(DATASET EXCERPTS)
• • •

impl<'a> ReconciliationService<'a> {
    /// Create a new reconciliation service
    pub fn new(storage: &'a Storage) -> Self {
        Self { storage }
    }

    /// Start a reconciliation session for an account
    pub fn start(
        &self,
        account_id: AccountId,
        statement_date: NaiveDate,
        statement_balance: Money,
    ) -> EnvelopeResult<ReconciliationSession> {
        // Verify account exists
        let account = self
            .storage
            .accounts
            .get(account_id)?
            .ok_or_else(|| EnvelopeError::account_not_found(account_id.to_string()))?;

        if account.archived {
            return Err(EnvelopeError::Reconciliation(
                "Cannot reconcile an archived account".into(),
            ));
        }

        // Calculate current cleared balance (starting balance + reconciled transactions)
        let starting_cleared_balance = self.calculate_reconciled_balance(account_id)?;

        Ok(ReconciliationSession {
            account_id,
            statement_date,
            statement_balance,
            starting_cleared_balance,
        })
    }

    /// Get the current state of a reconciliation session
    pub fn get_summary(
        &self,
        session: &ReconciliationSession,
    ) -> EnvelopeResult<ReconciliationSummary> {
        let transactions = self
            .storage
            .transactions
            .get_by_account(session.account_id)?;

        let mut uncleared_transactions = Vec::new();
        let mut cleared_transactions = Vec::new();
        let mut cleared_total = Money::zero();

        for txn in transactions {
            match txn.status {
                TransactionStatus::Pending => {
                    uncleared_transactions.push(txn);
                }
                TransactionStatus::Cleared => {
                    cleared_total += txn.amount;
                    cleared_transactions.push(txn);
                }
                TransactionStatus::Reconciled => {
                    // Already reconciled, included in starting balance
                }
            }
        }

        // Sort by date
        uncleared_transactions.sort_by(|a, b| a.date.cmp(&b.date));
        cleared_transactions.sort_by(|a, b| a.date.cmp(&b.date));

        let current_cleared_balance = session.starting_cleared_balance + cleared_total;
        let difference = session.statement_balance - current_cleared_balance;
        let can_complete = difference.is_zero();

        Ok(ReconciliationSummary {
            session: session.clone(),
            uncleared_transactions,
            cleared_transactions,
            current_cleared_balance,
            difference,
            can_complete,
        })
    }

    /// Get uncleared transactions for an account (both pending and cleared but not reconciled)
    pub fn get_uncleared_transactions(
        &self,
        account_id: AccountId,
    ) -> EnvelopeResult<Vec<Transaction>> {
        let transactions = self.storage.transactions.get_by_account(account_id)?;
        let mut result: Vec<Transaction> = transactions
            .into_iter()
            .filter(|t| !matches!(t.status, TransactionStatus::Reconciled))
            .collect();
        result.sort_by(|a, b| a.date.cmp(&b.date));
        Ok(result)
    }

    /// Calculate the difference between statement balance and current cleared balance
    pub fn get_difference(&self, session: &ReconciliationSession) -> EnvelopeResult<Money> {
        let summary = self.get_summary(session)?;
        Ok(summary.difference)
    }

    /// Clear a transaction during reconciliation
    pub fn clear_transaction(&self, transaction_id: TransactionId) -> EnvelopeResult<Transaction> {
        let mut txn = self
            .storage
            .transactions
            .get(transaction_id)?
            .ok_or_else(|| EnvelopeError::transaction_not_found(transaction_id.to_string()))?;

        if txn.status == TransactionStatus::Reconciled {
            return Err(EnvelopeError::Reconciliation(
                "Transaction is already reconciled".into(),
            ));
        }

        let before = txn.clone();
        txn.set_status(TransactionStatus::Cleared);

        self.storage.transactions.upsert(txn.clone())?;
        self.storage.transactions.save()?;

        self.storage.log_update(
            EntityType::Transaction,
            txn.id.to_string(),
            Some(format!("{} {}", txn.date, txn.payee_name)),
            &before,
            &txn,
            Some(format!(
                "status: {} -> Cleared (reconciliation)",
                before.status
            )),
        )?;

        Ok(txn)
    }

    /// Unclear a transaction during reconciliation
    pub fn unclear_transaction(
        &self,
        transaction_id: TransactionId,
    ) -> EnvelopeResult<Transaction> {
        let mut txn = self
            .storage
            .transactions
            .get(transaction_id)?
            .ok_or_else(|| EnvelopeError::transaction_not_found(transaction_id.to_string()))?;

        if txn.status == TransactionStatus::Reconciled {
            return Err(EnvelopeError::Reconciliation(
                "Cannot unclear a reconciled transaction. Unlock it first.".into(),
            ));
        }

        let before = txn.clone();
        txn.set_status(TransactionStatus::Pending);

        self.storage.transactions.upsert(txn.clone())?;
        self.storage.transactions.save()?;

        self.storage.log_update(
            EntityType::Transaction,
            txn.id.to_string(),
            Some(format!("{} {}", txn.date, txn.payee_name)),
            &before,
            &txn,
            Some(format!(
                "status: {} -> Pending (reconciliation)",
                before.status
            )),
        )?;

        Ok(txn)
    }

    /// Complete reconciliation when difference is zero
    pub fn complete(
        &self,
        session: &ReconciliationSession,
    ) -> EnvelopeResult<ReconciliationResult> {
        let summary = self.get_summary(session)?;

        if !summary.can_complete {
            return Err(EnvelopeError::Reconciliation(format!(
                "Cannot complete reconciliation: difference is {} (must be zero)",
                summary.difference
            )));
        }

        self.complete_internal(session, &summary.cleared_transactions)
    }

    /// Complete reconciliation with a discrepancy by creating an adjustment transaction
    pub fn complete_with_adjustment(
        &self,
        session: &ReconciliationSession,
        adjustment_category_id: Option<CategoryId>,
    ) -> EnvelopeResult<ReconciliationResult> {
        let summary = self.get_summary(session)?;

        if summary.can_complete {
            // No adjustment needed
            return self.complete(session);
        }

        // Verify category exists if provided
        if let Some(cat_id) = adjustment_category_id {
            self.storage
                .categories
                .get_category(cat_id)?
                .ok_or_else(|| EnvelopeError::category_not_found(cat_id.to_string()))?;
        }

        // Create adjustment transaction
        let adjustment_amount = summary.difference;
        let adjustment = self.create_adjustment_transaction(
            session.account_id,
            session.statement_date,
            adjustment_amount,
            adjustment_category_id,
        )?;

        // Now complete with the adjustment included
        let mut transactions_to_reconcile = summary.cleared_transactions;
        transactions_to_reconcile.push(adjustment);

        let result = self.complete_internal(session, &transactions_to_reconcile)?;

        Ok(ReconciliationResult {
            transactions_reconciled: result.transactions_reconciled,
            adjustment_created: true,
            adjustment_amount: Some(adjustment_amount),
        })
    }

    /// Create an adjustment transaction for reconciliation discrepancies
    pub fn create_adjustment_transaction(
        &self,
        account_id: AccountId,
        date: NaiveDate,
        amount: Money,
        category_id: Option<CategoryId>,
    ) -> EnvelopeResult<Transaction> {
        let mut txn = Transaction::new(account_id, date, amount);
        txn.payee_name = "Reconciliation Adjustment".to_string();
        txn.memo = "Created during reconciliation to match statement balance".to_string();
        txn.category_id = category_id;
        txn.status = TransactionStatus::Cleared;

        // Validate
        txn.validate()
            .map_err(|e| EnvelopeError::Validation(e.to_string()))?;

        // Save
        self.storage.transactions.upsert(txn.clone())?;
        self.storage.transactions.save()?;

        // Audit log
        self.storage.log_create(
            EntityType::Transaction,
            txn.id.to_string(),
            Some(format!(
                "Reconciliation adjustment {} for account {}",
                amount, account_id
            )),
            &txn,
        )?;

        Ok(txn)
    }

    /// Internal method to complete reconciliation
    fn complete_internal(
        &self,
        session: &ReconciliationSession,
        transactions_to_reconcile: &[Transaction],
    ) -> EnvelopeResult<ReconciliationResult> {
        let mut count = 0;

        for txn in transactions_to_reconcile {
            let mut updated_txn = txn.clone();
            let before = txn.clone();
            updated_txn.set_status(TransactionStatus::Reconciled);

            self.storage.transactions.upsert(updated_txn.clone())?;

            self.storage.log_update(
                EntityType::Transaction,
                updated_txn.id.to_string(),
                Some(format!("{} {}", updated_txn.date, updated_txn.payee_name)),
                &before,
                &updated_txn,
                Some("status: Cleared -> Reconciled (reconciliation complete)".to_string()),
            )?;

            count += 1;
        }

        self.storage.transactions.save()?;

        // Update account's reconciliation info
        let mut account = self
            .storage
            .accounts
            .get(session.account_id)?
            .ok_or_else(|| EnvelopeError::account_not_found(session.account_id.to_string()))?;

        let before_account = account.clone();
        account.reconcile(session.statement_date, session.statement_balance);

        self.storage.accounts.upsert(account.clone())?;
        self.storage.accounts.save()?;

        self.storage.log_update(
            EntityType::Account,
            account.id.to_string(),
            Some(account.name.clone()),
            &before_account,
            &account,
            Some(format!(
                "reconciled: date={}, balance={}",
                session.statement_date, session.statement_balance
            )),
        )?;

        Ok(ReconciliationResult {
            transactions_reconciled: count,
            adjustment_created: false,
            adjustment_amount: None,
        })
    }

    /// Calculate the reconciled balance for an account
    /// (starting balance + all reconciled transactions)
    fn calculate_reconciled_balance(&self, account_id: AccountId) -> EnvelopeResult<Money> {
        let account = self
            .storage
            .accounts
            .get(account_id)?
            .ok_or_else(|| EnvelopeError::account_not_found(account_id.to_string()))?;

        let transactions = self.storage.transactions.get_by_account(account_id)?;
        let reconciled_total: Money = transactions
            .iter()
            .filter(|t| t.status == TransactionStatus::Reconciled)
            .map(|t| t.amount)
            .sum();

        Ok(account.starting_balance + reconciled_total)
    }
}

• • •

(TASK BRIEF)
All lines of the entries above where "included" turns up should be reported.

(SOLUTION FOR THIS TASK)
                    // Already reconciled, included in starting balance
        // Now complete with the adjustment included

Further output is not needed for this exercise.